(Saved entries)
################
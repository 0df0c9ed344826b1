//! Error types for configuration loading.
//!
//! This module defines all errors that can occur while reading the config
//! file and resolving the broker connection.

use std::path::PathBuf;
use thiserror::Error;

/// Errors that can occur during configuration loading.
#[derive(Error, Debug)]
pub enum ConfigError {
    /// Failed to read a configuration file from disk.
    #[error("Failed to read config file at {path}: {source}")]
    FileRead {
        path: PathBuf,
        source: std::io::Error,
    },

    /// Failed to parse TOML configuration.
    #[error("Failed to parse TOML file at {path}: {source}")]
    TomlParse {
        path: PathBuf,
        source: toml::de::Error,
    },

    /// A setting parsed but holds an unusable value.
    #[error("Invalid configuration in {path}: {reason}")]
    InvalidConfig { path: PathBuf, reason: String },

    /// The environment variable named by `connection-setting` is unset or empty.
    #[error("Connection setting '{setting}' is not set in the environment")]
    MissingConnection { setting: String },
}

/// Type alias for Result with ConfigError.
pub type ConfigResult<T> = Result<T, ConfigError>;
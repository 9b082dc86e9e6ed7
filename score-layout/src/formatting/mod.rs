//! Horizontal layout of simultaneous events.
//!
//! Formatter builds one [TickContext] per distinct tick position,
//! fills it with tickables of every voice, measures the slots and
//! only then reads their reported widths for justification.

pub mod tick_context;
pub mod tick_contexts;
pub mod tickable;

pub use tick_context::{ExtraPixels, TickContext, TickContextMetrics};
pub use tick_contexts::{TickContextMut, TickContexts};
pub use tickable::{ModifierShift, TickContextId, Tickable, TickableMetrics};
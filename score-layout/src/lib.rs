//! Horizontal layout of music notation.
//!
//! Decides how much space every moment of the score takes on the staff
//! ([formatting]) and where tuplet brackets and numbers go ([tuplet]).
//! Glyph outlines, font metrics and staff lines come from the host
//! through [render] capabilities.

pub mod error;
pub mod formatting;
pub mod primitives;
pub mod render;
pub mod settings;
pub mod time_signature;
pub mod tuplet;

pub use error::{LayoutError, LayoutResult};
################
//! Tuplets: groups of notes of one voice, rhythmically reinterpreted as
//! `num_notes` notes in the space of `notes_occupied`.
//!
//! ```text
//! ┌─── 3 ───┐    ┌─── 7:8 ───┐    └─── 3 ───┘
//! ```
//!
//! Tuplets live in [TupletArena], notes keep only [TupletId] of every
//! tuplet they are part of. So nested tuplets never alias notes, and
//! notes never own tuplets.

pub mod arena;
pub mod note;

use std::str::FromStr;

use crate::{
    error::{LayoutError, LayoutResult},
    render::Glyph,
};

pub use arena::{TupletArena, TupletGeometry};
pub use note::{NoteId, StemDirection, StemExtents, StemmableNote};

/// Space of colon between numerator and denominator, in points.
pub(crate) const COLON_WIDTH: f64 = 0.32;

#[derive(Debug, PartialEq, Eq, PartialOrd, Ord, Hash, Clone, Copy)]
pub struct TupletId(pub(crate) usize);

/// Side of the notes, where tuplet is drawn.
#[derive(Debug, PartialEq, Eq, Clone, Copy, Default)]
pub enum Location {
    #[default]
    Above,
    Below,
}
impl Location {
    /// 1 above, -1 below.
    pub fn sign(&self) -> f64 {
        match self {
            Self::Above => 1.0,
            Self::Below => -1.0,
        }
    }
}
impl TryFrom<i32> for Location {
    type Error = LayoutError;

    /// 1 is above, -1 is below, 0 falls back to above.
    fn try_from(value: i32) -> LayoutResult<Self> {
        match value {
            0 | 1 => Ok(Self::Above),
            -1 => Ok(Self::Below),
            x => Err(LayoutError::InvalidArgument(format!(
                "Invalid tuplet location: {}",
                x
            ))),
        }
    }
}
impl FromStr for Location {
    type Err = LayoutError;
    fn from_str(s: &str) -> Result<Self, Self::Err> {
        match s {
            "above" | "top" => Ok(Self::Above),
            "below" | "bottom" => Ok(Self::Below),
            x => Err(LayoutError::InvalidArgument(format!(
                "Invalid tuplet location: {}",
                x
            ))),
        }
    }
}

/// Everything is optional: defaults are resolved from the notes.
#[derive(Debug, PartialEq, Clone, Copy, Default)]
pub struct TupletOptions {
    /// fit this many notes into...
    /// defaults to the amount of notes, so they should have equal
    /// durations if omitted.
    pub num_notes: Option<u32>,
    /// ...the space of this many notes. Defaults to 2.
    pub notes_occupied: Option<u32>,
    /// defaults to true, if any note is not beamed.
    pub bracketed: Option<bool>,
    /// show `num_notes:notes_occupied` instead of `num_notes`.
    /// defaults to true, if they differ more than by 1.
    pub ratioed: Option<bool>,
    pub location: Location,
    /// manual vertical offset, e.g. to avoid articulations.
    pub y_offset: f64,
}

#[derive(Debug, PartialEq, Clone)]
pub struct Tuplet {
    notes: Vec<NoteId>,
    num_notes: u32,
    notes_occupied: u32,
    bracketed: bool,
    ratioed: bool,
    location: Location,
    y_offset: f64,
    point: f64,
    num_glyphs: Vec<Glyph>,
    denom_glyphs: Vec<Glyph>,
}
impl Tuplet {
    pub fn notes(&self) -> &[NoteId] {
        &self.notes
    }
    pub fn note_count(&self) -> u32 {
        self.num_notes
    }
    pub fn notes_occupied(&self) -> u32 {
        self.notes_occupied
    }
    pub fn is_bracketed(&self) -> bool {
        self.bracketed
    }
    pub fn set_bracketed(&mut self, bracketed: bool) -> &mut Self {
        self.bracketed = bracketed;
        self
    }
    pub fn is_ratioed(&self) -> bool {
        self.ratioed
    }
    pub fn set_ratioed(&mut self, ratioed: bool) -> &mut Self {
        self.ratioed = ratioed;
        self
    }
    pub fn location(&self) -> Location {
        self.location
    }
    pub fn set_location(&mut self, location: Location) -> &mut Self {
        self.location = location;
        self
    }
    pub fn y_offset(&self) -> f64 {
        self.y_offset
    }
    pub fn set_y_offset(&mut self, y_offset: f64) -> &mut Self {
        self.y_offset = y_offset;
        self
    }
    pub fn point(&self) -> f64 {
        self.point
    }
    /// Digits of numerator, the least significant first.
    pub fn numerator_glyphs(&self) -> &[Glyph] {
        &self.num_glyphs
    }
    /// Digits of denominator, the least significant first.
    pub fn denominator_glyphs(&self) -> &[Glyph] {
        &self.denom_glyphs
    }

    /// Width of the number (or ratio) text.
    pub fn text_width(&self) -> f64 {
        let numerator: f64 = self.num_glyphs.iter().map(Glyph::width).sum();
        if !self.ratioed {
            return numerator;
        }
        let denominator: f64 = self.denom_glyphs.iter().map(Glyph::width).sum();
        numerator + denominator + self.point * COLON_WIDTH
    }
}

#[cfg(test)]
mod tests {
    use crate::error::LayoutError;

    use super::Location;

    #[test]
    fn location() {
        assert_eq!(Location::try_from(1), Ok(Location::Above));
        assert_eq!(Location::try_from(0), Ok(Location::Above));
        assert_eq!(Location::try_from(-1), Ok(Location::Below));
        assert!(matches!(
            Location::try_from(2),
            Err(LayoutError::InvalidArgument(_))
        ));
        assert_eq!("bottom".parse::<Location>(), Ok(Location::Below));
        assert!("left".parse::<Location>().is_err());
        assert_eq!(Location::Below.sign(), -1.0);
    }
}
################
**Task directions:**
Copy every line in the data above that has the string "PathBuf" in it.

**Answer below:**
use std::path::PathBuf;
        path: PathBuf,
        path: PathBuf,
    InvalidConfig { path: PathBuf, reason: String },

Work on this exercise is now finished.